YOUR OBJECTIVE = Which lines of the entries hold the string "center"? Copy each one.

* * * * * * * * *

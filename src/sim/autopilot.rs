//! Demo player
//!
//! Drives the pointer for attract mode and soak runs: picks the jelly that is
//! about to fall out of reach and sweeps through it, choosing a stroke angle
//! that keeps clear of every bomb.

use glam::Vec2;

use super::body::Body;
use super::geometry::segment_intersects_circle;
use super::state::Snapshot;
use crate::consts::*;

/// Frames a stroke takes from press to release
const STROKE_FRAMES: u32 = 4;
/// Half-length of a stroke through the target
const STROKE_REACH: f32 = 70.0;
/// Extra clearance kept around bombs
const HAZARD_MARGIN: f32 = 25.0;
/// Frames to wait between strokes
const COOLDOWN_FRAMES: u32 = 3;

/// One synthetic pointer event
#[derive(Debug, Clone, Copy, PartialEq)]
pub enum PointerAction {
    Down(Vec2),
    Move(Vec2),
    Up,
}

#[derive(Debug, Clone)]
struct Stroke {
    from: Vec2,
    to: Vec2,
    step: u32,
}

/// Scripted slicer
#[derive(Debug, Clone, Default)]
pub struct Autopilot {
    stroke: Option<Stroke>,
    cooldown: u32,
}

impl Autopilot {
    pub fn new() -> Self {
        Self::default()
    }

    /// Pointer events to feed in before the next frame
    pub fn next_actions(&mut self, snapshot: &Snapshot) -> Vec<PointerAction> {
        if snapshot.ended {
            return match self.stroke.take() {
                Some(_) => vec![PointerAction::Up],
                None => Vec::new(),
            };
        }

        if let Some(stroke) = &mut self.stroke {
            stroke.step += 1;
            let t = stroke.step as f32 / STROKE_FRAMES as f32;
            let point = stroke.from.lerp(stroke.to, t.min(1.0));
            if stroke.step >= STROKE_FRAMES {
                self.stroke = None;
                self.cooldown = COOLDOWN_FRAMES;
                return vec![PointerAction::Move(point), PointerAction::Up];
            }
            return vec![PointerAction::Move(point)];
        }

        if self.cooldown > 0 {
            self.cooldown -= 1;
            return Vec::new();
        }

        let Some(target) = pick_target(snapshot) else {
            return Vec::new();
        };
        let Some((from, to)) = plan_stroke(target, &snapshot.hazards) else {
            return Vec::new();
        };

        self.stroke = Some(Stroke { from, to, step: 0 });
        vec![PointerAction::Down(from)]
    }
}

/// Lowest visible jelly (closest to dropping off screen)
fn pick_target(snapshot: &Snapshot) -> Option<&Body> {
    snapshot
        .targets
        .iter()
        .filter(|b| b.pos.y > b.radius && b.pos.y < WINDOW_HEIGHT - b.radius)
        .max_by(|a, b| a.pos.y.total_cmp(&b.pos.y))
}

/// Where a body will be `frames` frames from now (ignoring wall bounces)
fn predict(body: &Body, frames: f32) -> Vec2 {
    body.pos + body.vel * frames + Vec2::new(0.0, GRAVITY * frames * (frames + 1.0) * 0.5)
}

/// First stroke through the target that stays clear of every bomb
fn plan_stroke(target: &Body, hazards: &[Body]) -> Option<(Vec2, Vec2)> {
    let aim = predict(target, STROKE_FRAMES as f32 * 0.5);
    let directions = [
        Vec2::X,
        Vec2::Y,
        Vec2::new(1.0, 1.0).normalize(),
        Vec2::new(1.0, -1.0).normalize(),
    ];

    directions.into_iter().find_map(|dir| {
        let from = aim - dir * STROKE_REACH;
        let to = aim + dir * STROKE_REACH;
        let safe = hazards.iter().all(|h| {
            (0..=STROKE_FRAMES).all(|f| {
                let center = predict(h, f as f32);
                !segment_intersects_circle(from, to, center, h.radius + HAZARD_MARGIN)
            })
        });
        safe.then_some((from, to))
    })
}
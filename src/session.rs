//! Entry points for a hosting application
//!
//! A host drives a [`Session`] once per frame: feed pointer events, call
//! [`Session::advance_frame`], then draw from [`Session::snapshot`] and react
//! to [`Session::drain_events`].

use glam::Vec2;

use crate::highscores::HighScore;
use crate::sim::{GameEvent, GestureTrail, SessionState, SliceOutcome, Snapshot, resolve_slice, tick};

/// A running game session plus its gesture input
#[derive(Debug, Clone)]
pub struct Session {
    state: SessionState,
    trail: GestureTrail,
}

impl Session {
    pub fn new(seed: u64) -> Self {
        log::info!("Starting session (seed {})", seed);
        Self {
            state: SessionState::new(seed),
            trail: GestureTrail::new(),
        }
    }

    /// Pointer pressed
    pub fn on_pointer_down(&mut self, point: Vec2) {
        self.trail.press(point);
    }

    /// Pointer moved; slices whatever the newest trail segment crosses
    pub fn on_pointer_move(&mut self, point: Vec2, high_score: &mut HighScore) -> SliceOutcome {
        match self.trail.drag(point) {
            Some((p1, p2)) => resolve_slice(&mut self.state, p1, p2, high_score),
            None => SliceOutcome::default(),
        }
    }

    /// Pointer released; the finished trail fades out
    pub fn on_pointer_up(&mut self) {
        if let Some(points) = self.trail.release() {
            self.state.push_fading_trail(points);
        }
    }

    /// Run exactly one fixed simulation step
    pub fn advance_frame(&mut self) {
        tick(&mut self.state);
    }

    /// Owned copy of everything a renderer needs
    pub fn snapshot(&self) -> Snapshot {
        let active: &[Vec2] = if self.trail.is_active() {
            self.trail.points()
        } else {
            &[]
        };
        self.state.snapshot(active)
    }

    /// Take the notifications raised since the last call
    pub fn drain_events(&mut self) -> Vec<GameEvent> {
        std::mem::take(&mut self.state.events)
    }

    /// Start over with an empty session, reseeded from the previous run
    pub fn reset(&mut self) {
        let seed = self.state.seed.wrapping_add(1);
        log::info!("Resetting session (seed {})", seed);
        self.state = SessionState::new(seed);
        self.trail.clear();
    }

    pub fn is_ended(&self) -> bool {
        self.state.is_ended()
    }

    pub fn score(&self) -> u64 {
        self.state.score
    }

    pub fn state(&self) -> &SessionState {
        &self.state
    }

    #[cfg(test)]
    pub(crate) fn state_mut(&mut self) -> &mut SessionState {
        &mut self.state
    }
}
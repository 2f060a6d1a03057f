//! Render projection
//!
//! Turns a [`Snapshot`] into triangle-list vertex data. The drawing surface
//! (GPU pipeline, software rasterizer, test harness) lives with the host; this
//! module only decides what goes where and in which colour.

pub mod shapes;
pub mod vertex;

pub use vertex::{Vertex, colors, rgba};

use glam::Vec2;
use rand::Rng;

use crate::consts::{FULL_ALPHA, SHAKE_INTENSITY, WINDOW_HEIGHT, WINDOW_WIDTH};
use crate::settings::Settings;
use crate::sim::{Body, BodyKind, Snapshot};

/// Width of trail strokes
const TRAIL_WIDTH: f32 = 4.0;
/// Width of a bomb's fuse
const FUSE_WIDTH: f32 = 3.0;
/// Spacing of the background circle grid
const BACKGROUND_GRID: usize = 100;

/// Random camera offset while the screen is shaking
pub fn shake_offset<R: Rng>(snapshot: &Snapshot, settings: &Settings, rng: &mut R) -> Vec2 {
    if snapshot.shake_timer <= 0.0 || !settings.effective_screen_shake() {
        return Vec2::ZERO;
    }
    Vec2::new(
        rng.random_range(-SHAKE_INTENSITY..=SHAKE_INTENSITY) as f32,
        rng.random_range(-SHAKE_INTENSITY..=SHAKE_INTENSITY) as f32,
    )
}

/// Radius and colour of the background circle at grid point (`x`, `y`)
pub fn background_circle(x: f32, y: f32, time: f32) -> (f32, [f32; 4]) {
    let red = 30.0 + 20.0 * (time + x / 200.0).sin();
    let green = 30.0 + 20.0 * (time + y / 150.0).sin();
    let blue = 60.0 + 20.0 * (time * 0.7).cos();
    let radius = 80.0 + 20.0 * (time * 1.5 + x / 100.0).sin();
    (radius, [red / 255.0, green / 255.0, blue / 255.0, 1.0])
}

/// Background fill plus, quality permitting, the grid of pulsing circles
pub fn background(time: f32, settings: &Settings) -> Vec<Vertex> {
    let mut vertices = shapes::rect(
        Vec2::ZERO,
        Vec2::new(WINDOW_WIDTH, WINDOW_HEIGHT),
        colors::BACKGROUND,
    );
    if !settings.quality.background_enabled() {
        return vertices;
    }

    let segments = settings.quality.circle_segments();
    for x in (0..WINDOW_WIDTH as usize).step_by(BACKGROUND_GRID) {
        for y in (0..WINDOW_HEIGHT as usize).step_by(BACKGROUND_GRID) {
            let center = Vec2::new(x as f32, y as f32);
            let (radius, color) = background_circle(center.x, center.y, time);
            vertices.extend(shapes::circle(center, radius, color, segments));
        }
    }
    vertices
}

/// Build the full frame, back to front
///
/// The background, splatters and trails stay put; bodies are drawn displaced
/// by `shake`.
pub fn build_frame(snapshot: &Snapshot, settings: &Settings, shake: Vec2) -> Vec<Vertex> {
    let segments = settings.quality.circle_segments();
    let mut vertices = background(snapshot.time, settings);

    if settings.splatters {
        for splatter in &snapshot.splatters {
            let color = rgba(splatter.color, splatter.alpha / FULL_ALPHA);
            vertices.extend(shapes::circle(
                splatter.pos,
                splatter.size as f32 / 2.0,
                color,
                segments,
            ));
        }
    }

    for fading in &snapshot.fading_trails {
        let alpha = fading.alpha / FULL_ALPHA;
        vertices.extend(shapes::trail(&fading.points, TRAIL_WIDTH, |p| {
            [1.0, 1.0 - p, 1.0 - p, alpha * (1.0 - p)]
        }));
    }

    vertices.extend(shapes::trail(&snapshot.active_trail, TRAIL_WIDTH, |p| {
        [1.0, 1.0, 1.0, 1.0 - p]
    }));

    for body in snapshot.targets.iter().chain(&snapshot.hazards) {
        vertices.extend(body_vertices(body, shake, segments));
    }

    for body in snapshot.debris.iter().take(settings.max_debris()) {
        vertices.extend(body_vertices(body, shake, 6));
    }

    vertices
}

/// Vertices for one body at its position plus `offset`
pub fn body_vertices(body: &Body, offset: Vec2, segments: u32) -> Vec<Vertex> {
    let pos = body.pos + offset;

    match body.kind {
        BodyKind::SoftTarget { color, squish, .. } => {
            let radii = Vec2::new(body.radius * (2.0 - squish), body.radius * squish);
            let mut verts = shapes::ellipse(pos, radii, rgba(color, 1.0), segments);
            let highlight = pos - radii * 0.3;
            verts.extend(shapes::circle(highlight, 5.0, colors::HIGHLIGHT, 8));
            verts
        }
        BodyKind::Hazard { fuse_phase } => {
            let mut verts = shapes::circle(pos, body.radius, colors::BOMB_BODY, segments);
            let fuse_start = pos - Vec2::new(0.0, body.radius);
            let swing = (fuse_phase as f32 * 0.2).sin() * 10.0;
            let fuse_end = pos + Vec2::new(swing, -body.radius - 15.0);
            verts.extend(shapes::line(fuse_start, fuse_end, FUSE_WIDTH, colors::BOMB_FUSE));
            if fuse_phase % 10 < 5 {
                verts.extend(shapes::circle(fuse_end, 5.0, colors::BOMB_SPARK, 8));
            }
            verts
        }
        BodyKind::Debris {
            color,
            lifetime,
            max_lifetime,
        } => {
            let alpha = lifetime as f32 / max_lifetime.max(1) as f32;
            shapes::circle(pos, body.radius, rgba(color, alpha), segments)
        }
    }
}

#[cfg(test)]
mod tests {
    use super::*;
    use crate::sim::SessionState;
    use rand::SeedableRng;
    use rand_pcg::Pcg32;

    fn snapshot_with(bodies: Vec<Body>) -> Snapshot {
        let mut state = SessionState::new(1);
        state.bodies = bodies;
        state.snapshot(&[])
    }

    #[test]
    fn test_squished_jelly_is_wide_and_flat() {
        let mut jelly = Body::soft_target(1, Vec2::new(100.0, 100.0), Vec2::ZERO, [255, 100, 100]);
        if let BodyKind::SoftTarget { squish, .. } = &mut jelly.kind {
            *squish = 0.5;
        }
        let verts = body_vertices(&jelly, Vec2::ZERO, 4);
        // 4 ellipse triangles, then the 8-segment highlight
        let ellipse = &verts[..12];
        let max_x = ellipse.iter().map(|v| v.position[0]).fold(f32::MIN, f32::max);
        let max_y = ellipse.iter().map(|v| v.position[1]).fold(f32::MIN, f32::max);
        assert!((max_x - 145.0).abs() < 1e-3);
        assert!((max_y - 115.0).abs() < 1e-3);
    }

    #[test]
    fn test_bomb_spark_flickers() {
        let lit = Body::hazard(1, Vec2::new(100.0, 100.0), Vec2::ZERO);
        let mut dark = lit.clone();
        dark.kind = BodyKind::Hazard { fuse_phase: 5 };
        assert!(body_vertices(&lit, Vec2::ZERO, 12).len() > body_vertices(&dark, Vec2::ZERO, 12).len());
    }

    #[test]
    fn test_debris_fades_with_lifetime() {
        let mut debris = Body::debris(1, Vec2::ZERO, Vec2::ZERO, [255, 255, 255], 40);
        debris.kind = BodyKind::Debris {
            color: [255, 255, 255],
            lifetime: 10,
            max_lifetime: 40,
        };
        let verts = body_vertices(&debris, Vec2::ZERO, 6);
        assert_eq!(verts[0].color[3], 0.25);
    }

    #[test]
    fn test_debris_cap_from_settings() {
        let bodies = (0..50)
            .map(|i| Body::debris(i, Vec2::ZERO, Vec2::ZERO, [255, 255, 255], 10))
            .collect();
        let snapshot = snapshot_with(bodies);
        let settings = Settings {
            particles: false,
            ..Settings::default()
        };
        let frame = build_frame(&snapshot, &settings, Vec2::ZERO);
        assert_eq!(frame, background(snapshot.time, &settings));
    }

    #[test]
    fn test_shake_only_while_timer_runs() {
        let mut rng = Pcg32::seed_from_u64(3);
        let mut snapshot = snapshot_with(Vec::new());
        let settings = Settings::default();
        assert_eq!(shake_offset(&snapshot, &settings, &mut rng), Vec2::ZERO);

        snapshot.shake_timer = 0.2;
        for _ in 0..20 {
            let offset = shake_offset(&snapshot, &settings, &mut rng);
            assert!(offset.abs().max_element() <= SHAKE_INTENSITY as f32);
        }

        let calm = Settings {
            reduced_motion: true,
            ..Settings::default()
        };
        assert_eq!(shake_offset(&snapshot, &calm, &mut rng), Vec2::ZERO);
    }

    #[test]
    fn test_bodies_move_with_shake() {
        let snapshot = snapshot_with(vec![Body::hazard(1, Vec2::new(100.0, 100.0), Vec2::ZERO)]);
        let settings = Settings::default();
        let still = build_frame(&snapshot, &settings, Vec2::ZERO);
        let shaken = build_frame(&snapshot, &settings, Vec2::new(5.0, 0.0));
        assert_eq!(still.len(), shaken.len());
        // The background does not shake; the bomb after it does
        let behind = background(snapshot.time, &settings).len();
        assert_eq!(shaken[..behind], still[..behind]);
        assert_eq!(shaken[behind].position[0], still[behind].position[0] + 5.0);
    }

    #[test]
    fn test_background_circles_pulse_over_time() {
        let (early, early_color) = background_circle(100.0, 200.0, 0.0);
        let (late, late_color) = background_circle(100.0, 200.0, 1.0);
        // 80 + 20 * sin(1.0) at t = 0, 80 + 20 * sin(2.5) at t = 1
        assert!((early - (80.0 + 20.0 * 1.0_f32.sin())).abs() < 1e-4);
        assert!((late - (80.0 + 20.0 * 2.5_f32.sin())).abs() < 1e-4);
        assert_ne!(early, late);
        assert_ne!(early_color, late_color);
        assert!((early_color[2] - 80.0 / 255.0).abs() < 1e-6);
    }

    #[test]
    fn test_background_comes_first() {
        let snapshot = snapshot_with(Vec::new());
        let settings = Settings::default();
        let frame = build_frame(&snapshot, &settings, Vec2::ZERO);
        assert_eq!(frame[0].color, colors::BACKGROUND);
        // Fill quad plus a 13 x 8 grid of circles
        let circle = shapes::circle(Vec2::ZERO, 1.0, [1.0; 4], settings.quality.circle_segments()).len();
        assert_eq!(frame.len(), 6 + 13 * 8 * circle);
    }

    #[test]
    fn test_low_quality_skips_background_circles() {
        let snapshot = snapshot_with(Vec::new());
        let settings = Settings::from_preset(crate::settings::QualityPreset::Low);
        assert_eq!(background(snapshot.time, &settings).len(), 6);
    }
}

* * * * * * * * *

ANSWER SECTION =
                let center = predict(h, f as f32);
                !segment_intersects_circle(from, to, center, h.radius + HAZARD_MARGIN)
            let center = Vec2::new(x as f32, y as f32);
            let (radius, color) = background_circle(center.x, center.y, time);
            vertices.extend(shapes::circle(center, radius, color, segments));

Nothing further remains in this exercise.